- **Stored data entries**
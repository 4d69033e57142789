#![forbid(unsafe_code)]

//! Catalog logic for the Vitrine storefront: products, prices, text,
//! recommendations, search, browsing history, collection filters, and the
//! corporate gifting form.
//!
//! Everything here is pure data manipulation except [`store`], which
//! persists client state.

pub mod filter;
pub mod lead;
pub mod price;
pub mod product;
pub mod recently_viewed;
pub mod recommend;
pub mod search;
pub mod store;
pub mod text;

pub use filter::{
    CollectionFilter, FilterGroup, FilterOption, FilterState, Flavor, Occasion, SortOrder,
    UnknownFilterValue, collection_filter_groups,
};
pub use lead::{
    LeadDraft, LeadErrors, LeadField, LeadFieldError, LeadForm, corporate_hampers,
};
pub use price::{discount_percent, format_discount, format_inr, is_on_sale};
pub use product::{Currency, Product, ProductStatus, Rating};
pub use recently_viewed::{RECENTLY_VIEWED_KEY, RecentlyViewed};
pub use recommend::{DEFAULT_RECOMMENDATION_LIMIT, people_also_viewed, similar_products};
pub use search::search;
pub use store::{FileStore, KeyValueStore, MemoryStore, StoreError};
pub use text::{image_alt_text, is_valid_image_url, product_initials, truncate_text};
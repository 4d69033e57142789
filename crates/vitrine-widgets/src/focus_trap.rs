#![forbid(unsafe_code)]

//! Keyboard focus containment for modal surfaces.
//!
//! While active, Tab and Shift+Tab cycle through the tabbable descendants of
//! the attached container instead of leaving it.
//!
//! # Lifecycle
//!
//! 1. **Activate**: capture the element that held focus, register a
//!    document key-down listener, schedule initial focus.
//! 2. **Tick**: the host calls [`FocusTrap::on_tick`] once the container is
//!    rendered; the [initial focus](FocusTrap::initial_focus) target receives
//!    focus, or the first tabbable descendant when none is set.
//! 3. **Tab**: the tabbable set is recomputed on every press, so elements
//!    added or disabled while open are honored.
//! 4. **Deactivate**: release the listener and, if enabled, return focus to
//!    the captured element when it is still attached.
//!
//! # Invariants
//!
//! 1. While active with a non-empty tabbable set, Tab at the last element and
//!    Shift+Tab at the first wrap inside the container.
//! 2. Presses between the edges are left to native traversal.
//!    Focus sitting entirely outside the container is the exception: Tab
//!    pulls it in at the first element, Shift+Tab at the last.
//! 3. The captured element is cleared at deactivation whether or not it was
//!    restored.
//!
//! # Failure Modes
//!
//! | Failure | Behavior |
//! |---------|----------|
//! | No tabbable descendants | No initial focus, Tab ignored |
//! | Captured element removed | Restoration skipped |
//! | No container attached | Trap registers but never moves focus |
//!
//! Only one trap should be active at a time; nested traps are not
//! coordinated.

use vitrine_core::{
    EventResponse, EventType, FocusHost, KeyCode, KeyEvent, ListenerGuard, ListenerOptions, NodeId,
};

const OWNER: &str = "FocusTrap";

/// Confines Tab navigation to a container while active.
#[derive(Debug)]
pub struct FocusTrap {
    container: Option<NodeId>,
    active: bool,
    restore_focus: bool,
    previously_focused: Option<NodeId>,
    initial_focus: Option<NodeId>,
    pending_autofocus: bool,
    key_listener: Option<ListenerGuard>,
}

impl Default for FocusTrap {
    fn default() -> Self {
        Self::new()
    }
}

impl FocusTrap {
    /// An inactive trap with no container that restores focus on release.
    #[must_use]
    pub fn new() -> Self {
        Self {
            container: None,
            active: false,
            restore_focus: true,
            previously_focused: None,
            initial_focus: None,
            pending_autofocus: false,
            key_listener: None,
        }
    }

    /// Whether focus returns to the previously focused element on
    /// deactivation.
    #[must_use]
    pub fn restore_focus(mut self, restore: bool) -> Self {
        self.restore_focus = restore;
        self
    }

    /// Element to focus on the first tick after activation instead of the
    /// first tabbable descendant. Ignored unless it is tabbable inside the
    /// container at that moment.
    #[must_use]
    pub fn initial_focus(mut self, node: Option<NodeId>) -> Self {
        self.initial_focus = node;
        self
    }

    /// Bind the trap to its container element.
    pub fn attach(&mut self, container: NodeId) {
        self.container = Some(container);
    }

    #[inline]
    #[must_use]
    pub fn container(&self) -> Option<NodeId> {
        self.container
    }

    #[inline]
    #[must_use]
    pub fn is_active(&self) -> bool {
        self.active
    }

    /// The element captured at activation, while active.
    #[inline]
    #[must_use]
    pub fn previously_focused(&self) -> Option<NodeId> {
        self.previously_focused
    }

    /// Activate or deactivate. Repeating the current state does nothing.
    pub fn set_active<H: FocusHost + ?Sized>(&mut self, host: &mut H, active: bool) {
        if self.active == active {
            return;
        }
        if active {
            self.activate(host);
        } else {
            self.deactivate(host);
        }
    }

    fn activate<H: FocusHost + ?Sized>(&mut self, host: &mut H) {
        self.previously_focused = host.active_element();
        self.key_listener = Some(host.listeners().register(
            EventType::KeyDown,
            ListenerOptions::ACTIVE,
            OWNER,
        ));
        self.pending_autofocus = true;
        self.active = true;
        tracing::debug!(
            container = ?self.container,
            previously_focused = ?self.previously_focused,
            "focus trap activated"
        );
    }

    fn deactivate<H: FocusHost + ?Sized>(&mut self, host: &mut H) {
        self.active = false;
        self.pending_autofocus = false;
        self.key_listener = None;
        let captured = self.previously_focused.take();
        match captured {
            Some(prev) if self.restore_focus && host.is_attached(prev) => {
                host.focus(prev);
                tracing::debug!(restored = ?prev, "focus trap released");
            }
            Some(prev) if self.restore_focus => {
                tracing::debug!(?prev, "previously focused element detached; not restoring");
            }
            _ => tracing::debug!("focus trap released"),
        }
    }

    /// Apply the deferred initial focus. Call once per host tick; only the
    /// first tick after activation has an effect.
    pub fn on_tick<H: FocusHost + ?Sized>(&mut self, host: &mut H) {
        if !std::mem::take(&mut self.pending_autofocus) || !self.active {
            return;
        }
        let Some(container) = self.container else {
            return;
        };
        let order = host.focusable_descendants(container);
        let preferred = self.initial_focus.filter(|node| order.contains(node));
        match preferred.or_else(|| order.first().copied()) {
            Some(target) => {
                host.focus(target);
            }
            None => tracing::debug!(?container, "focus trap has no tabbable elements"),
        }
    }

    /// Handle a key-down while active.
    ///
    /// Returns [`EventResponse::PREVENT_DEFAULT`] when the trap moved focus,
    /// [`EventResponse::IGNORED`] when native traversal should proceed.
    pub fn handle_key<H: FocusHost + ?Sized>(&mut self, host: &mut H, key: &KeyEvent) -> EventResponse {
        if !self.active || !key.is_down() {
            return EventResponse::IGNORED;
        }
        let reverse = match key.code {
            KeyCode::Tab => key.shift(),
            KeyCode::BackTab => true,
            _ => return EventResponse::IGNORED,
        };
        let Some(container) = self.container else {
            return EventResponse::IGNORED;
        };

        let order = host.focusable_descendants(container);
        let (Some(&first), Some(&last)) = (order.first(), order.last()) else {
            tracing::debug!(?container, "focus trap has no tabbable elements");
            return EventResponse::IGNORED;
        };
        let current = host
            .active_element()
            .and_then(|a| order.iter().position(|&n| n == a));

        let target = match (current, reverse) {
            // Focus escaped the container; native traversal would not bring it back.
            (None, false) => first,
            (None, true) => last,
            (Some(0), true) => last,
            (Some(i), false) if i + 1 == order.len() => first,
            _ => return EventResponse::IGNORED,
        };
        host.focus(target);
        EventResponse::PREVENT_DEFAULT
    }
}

- **What is expected**
Write out each entry exactly, and omit nothing.

- **Your response**
repository 4d69033e57142789
#![forbid(unsafe_code)]

//! Catalog logic for the Vitrine storefront: products, prices, text,
//! recommendations, search, browsing history, collection filters, and the
//! corporate gifting form.
//!
//! Everything here is pure data manipulation except [`store`], which
//! persists client state.

pub mod filter;
pub mod lead;
pub mod price;
pub mod product;
pub mod recently_viewed;
pub mod recommend;
pub mod search;
pub mod store;
pub mod text;

pub use filter::{
    CollectionFilter, FilterGroup, FilterOption, FilterState, Flavor, Occasion, SortOrder,
    UnknownFilterValue, collection_filter_groups,
};
pub use lead::{
    LeadDraft, LeadErrors, LeadField, LeadFieldError, LeadForm, corporate_hampers,
};
pub use price::{discount_percent, format_discount, format_inr, is_on_sale};
pub use product::{Currency, Product, ProductStatus, Rating};
pub use recently_viewed::{RECENTLY_VIEWED_KEY, RecentlyViewed};
pub use recommend::{DEFAULT_RECOMMENDATION_LIMIT, people_also_viewed, similar_products};
pub use search::search;
pub use store::{FileStore, KeyValueStore, MemoryStore, StoreError};
pub use text::{image_alt_text, is_valid_image_url, product_initials, truncate_text};
repository 4d69033e57142789
filename crates/vitrine-widgets/src/focus_trap.rs
#![forbid(unsafe_code)]

//! Keyboard focus containment for modal surfaces.
//!
//! While active, Tab and Shift+Tab cycle through the tabbable descendants of
//! the attached container instead of leaving it.
//!
//! # Lifecycle
//!
//! 1. **Activate**: capture the element that held focus, register a
//!    document key-down listener, schedule initial focus.
//! 2. **Tick**: the host calls [`FocusTrap::on_tick`] once the container is
//!    rendered; the [initial focus](FocusTrap::initial_focus) target receives
//!    focus, or the first tabbable descendant when none is set.
//! 3. **Tab**: the tabbable set is recomputed on every press, so elements
//!    added or disabled while open are honored.
//! 4. **Deactivate**: release the listener and, if enabled, return focus to
//!    the captured element when it is still attached.
//!
//! # Invariants
//!
//! 1. While active with a non-empty tabbable set, Tab at the last element and
//!    Shift+Tab at the first wrap inside the container.
//! 2. Presses between the edges are left to native traversal.
//!    Focus sitting entirely outside the container is the exception: Tab
//!    pulls it in at the first element, Shift+Tab at the last.
//! 3. The captured element is cleared at deactivation whether or not it was
//!    restored.
//!
//! # Failure Modes
//!
//! | Failure | Behavior |
//! |---------|----------|
//! | No tabbable descendants | No initial focus, Tab ignored |
//! | Captured element removed | Restoration skipped |
//! | No container attached | Trap registers but never moves focus |
//!
//! Only one trap should be active at a time; nested traps are not
//! coordinated.

use vitrine_core::{
    EventResponse, EventType, FocusHost, KeyCode, KeyEvent, ListenerGuard, ListenerOptions, NodeId,
};

const OWNER: &str = "FocusTrap";

/// Confines Tab navigation to a container while active.
#[derive(Debug)]
pub struct FocusTrap {
    container: Option<NodeId>,
    active: bool,
    restore_focus: bool,
    previously_focused: Option<NodeId>,
    initial_focus: Option<NodeId>,
    pending_autofocus: bool,
    key_listener: Option<ListenerGuard>,
}

impl Default for FocusTrap {
    fn default() -> Self {
        Self::new()
    }
}

impl FocusTrap {
    /// An inactive trap with no container that restores focus on release.
    #[must_use]
    pub fn new() -> Self {
        Self {
            container: None,
            active: false,
            restore_focus: true,
            previously_focused: None,
            initial_focus: None,
            pending_autofocus: false,
            key_listener: None,
        }
    }

    /// Whether focus returns to the previously focused element on
    /// deactivation.
    #[must_use]
    pub fn restore_focus(mut self, restore: bool) -> Self {
        self.restore_focus = restore;
        self
    }

    /// Element to focus on the first tick after activation instead of the
    /// first tabbable descendant. Ignored unless it is tabbable inside the
    /// container at that moment.
    #[must_use]
    pub fn initial_focus(mut self, node: Option<NodeId>) -> Self {
        self.initial_focus = node;
        self
    }

    /// Bind the trap to its container element.
    pub fn attach(&mut self, container: NodeId) {
        self.container = Some(container);
    }

    #[inline]
    #[must_use]
    pub fn container(&self) -> Option<NodeId> {
        self.container
    }

    #[inline]
    #[must_use]
    pub fn is_active(&self) -> bool {
        self.active
    }

    /// The element captured at activation, while active.
    #[inline]
    #[must_use]
    pub fn previously_focused(&self) -> Option<NodeId> {
        self.previously_focused
    }

    /// Activate or deactivate. Repeating the current state does nothing.
    pub fn set_active<H: FocusHost + ?Sized>(&mut self, host: &mut H, active: bool) {
        if self.active == active {
            return;
        }
        if active {
            self.activate(host);
        } else {
            self.deactivate(host);
        }
    }

    fn activate<H: FocusHost + ?Sized>(&mut self, host: &mut H) {
        self.previously_focused = host.active_element();
        self.key_listener = Some(host.listeners().register(
            EventType::KeyDown,
            ListenerOptions::ACTIVE,
            OWNER,
        ));
        self.pending_autofocus = true;
        self.active = true;
        tracing::debug!(
            container = ?self.container,
            previously_focused = ?self.previously_focused,
            "focus trap activated"
        );
    }

    fn deactivate<H: FocusHost + ?Sized>(&mut self, host: &mut H) {
        self.active = false;
        self.pending_autofocus = false;
        self.key_listener = None;
        let captured = self.previously_focused.take();
        match captured {
            Some(prev) if self.restore_focus && host.is_attached(prev) => {
                host.focus(prev);
                tracing::debug!(restored = ?prev, "focus trap released");
            }
            Some(prev) if self.restore_focus => {
                tracing::debug!(?prev, "previously focused element detached; not restoring");
            }
            _ => tracing::debug!("focus trap released"),
        }
    }

    /// Apply the deferred initial focus. Call once per host tick; only the
    /// first tick after activation has an effect.
    pub fn on_tick<H: FocusHost + ?Sized>(&mut self, host: &mut H) {
        if !std::mem::take(&mut self.pending_autofocus) || !self.active {
            return;
        }
        let Some(container) = self.container else {
            return;
        };
        let order = host.focusable_descendants(container);
        let preferred = self.initial_focus.filter(|node| order.contains(node));
        match preferred.or_else(|| order.first().copied()) {
            Some(target) => {
                host.focus(target);
            }
            None => tracing::debug!(?container, "focus trap has no tabbable elements"),
        }
    }

    /// Handle a key-down while active.
    ///
    /// Returns [`EventResponse::PREVENT_DEFAULT`] when the trap moved focus,
    /// [`EventResponse::IGNORED`] when native traversal should proceed.
    pub fn handle_key<H: FocusHost + ?Sized>(&mut self, host: &mut H, key: &KeyEvent) -> EventResponse {
        if !self.active || !key.is_down() {
            return EventResponse::IGNORED;
        }
        let reverse = match key.code {
            KeyCode::Tab => key.shift(),
            KeyCode::BackTab => true,
            _ => return EventResponse::IGNORED,
        };
        let Some(container) = self.container else {
            return EventResponse::IGNORED;
        };

        let order = host.focusable_descendants(container);
        let (Some(&first), Some(&last)) = (order.first(), order.last()) else {
            tracing::debug!(?container, "focus trap has no tabbable elements");
            return EventResponse::IGNORED;
        };
        let current = host
            .active_element()
            .and_then(|a| order.iter().position(|&n| n == a));

        let target = match (current, reverse) {
            // Focus escaped the container; native traversal would not bring it back.
            (None, false) => first,
            (None, true) => last,
            (Some(0), true) => last,
            (Some(i), false) if i + 1 == order.len() => first,
            _ => return EventResponse::IGNORED,
        };
        host.focus(target);
        EventResponse::PREVENT_DEFAULT
    }
}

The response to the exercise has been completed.